Each increase of 10 μg/m3 PM2.5 (overall range, 2.9-28.0 μg/m3) was associated, in fully adjusted models, with a 16% increase in mortality from ischaemic heart disease [hazard ratio (HR) 1.16; 95% CI 1.09-1.22] and a 14% increase in mortality from stroke (HR 1.14; CI 1.02-1.27). Compared with PM2.5 exposure <8 μg/m3 (referent), risks for CVD were increased in relation to PM2.5 exposures in the range of 8-12 μg/m3 (CVD: HR 1.04; 95% CI 1.00-1.08), in the range 12-20 μg/m3 (CVD: HR 1.08; 95% CI 1.03-1.13) and in the range 20+ μg/m3 (CVD: HR 1.19; 95% CI 1.10-1.28). Results were robust to alternative approaches to PM2.5 exposure assessment and statistical analysis.
Long-term exposure to fine particulate air pollution is associated with ischaemic heart disease and stroke mortality, with excess risks occurring in the range of and below the present US long-term standard for ambient exposure to PM2.5 (12 µg/m3), indicating the need for continued improvements in air pollution abatement for CVD prevention.
大气污染是心血管疾病的一个可改变的风险因素,但在目前美国和其他地区出现的细颗粒物(PM2.5)暴露水平较低的情况下,风险的大小仍存在不确定性。
我们研究了 565477 名年龄在 50 至 71 岁的美国国立卫生研究院-美国退休人员协会饮食与健康研究(NIH-AARP Diet and Health Study)参与者的环境 PM2.5 暴露与特定原因心血管疾病死亡率之间的关系。在 7.5 x 106 人年的随访期间,通过国家死亡索引确定了 41286 例心血管疾病死亡,包括 23328 例缺血性心脏病(IHD)和 5894 例中风死亡。使用混合用地回归(LUR)地统计学模型来估计 PM2.5。使用多变量 Cox 回归模型来估计相对风险(RR)和 95%置信区间(CI)。
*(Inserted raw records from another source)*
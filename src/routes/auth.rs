use axum::{
    extract::State,
    middleware,
    response::IntoResponse,
    routing::{get, post},
    Json, Router,
};
use chrono::{Duration, Utc};
use jsonwebtoken::{encode, EncodingKey, Header};
use std::sync::Arc;
use utoipa::OpenApi;

use crate::{
    models::{
        dto::{AuthResponse, LoginInfo, SignupInfo},
        Error, Session, SessionUser, TokenClaim, User,
    },
    repository::generate_id,
    AppState, Config,
};

use super::middlewares::auth_guard;

#[derive(OpenApi)]
#[openapi(paths(
    register_user_handler,
    login_handler,
    get_session_handler,
    logout_handler
))]
/// Defines the OpenAPI spec for auth endpoints
pub struct AuthApi;

/// Used to group auth endpoints together in the OpenAPI documentation
pub const AUTH_API_GROUP: &str = "AUTH";

/// Builds a router for all the auth routes
pub fn auth_routes(state: Arc<AppState>) -> Router<Arc<AppState>> {
    Router::new()
        .route("/signup", post(register_user_handler))
        .route("/login", post(login_handler))
        .route("/session", get(get_session_handler))
        .route(
            "/logout",
            post(logout_handler)
                .route_layer(middleware::from_fn_with_state(state.clone(), auth_guard)),
        )
}

/// Signs a token for the given identity, valid for the configured number
/// of days (nominally 7).
fn issue_token(user: &SessionUser, config: &Config) -> Result<String, Error> {
    let now = Utc::now();
    let iat = now.timestamp() as usize;
    let exp = (now + Duration::days(config.token_days)).timestamp() as usize;

    let claims = TokenClaim {
        sub: user.id.clone(),
        name: user.name.clone(),
        email: user.email.clone(),
        role: user.role,
        iat,
        exp,
    };

    let token = encode(
        &Header::default(),
        &claims,
        &EncodingKey::from_secret(config.jwt_secret.as_ref()),
    )?;
    Ok(token)
}

/// Lightweight shape check: something@something.tld, no whitespace.
fn plausible_email(email: &str) -> bool {
    if email.contains(char::is_whitespace) {
        return false;
    }
    let Some((local, domain)) = email.split_once('@') else {
        return false;
    };
    if local.is_empty() {
        return false;
    }
    match domain.rsplit_once('.') {
        Some((host, tld)) => !host.is_empty() && !tld.is_empty(),
        None => false,
    }
}

// Register handler function
#[utoipa::path(
    post,
    path = "/api/auth/signup",
    tag = AUTH_API_GROUP,
    request_body = SignupInfo,
    responses(
        (status = 200, description = "Account created and token issued", body = AuthResponse),
        (status = 400, description = "Missing or malformed fields"),
        (status = 409, description = "Email already registered"),
    )
)]
pub async fn register_user_handler(
    State(state): State<Arc<AppState>>,
    Json(body): Json<SignupInfo>,
) -> Result<impl IntoResponse, Error> {
    let name = body.name.trim();
    if name.is_empty() {
        return Err(Error::validation("Name is required"));
    }
    if !plausible_email(&body.email) {
        return Err(Error::validation("Invalid email format"));
    }
    if body.password.len() < 6 {
        return Err(Error::validation("Password must be at least 6 characters"));
    }
    if state.repo.find_user_by_email(&body.email).is_some() {
        return Err(Error::conflict("This email is already registered"));
    }

    let user = state.repo.create_user(User {
        id: generate_id("user"),
        name: name.to_string(),
        email: body.email.to_ascii_lowercase(),
        password: body.password,
        role: body.role,
        created_at: Utc::now(),
    });

    let public = SessionUser::from(&user);
    let token = issue_token(&public, &state.config)?;
    state.repo.save_session(&Session {
        user: public.clone(),
        token: token.clone(),
    });

    Ok(Json(AuthResponse {
        token,
        user: public,
        message: "Signup successful".to_string(),
    }))
}

// Login handler function
#[utoipa::path(
    post,
    path = "/api/auth/login",
    tag = AUTH_API_GROUP,
    request_body = LoginInfo,
    responses(
        (status = 200, description = "Credentials accepted, token issued", body = AuthResponse),
        (status = 401, description = "Unknown email or wrong password"),
    )
)]
pub async fn login_handler(
    State(state): State<Arc<AppState>>,
    Json(body): Json<LoginInfo>,
) -> Result<impl IntoResponse, Error> {
    if !plausible_email(&body.email) {
        return Err(Error::validation("Invalid email format"));
    }
    let user = state
        .repo
        .find_user_by_email(&body.email)
        .filter(|u| u.password == body.password)
        .ok_or_else(|| Error::auth("Invalid email or password"))?;

    let public = SessionUser::from(&user);
    let token = issue_token(&public, &state.config)?;
    state.repo.save_session(&Session {
        user: public.clone(),
        token: token.clone(),
    });

    Ok(Json(AuthResponse {
        token,
        user: public,
        message: "Login successful".to_string(),
    }))
}

// Session restore handler function
#[utoipa::path(
    get,
    path = "/api/auth/session",
    tag = AUTH_API_GROUP,
    responses(
        (status = 200, description = "Current session", body = Session),
        (status = 401, description = "No active session"),
    )
)]
pub async fn get_session_handler(
    State(state): State<Arc<AppState>>,
) -> Result<impl IntoResponse, Error> {
    let session = state
        .repo
        .get_session()
        .ok_or_else(|| Error::auth("No active session"))?;
    Ok(Json(session))
}

// Logout handler function
#[utoipa::path(
    post,
    path = "/api/auth/logout",
    tag = AUTH_API_GROUP,
    security(
        ("bearerAuth" = [])
    ),
    responses(
        (status = 200, description = "Session cleared"),
    )
)]
pub async fn logout_handler(State(state): State<Arc<AppState>>) -> impl IntoResponse {
    state.repo.clear_session();
    Json(crate::models::dto::Message::new("Logged out"))
}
在完全调整的模型中,每增加 10μg/m3 的 PM2.5(总范围为 2.9-28.0μg/m3)与缺血性心脏病死亡率增加 16%相关[风险比(HR)为 1.16;95%CI 为 1.09-1.22],与中风死亡率增加 14%相关(HR 为 1.14;95%CI 为 1.02-1.27)。与 PM2.5 暴露<8μg/m3(参考)相比,PM2.5 暴露在 8-12μg/m3 范围内(CVD:HR 1.04;95%CI 1.00-1.08)、在 12-20μg/m3 范围内(CVD:HR 1.08;95%CI 1.03-1.13)和在 20+μg/m3 范围内(CVD:HR 1.19;95%CI 1.10-1.28)时,CVD 的风险增加。结果在 PM2.5 暴露评估和统计分析的替代方法中是稳健的。
长期暴露于细颗粒物空气污染与缺血性心脏病和中风死亡率有关,在目前美国长期 PM2.5 环境暴露标准(12μg/m3)范围内及以下存在过量风险,表明需要继续改善空气污染控制以预防心血管疾病。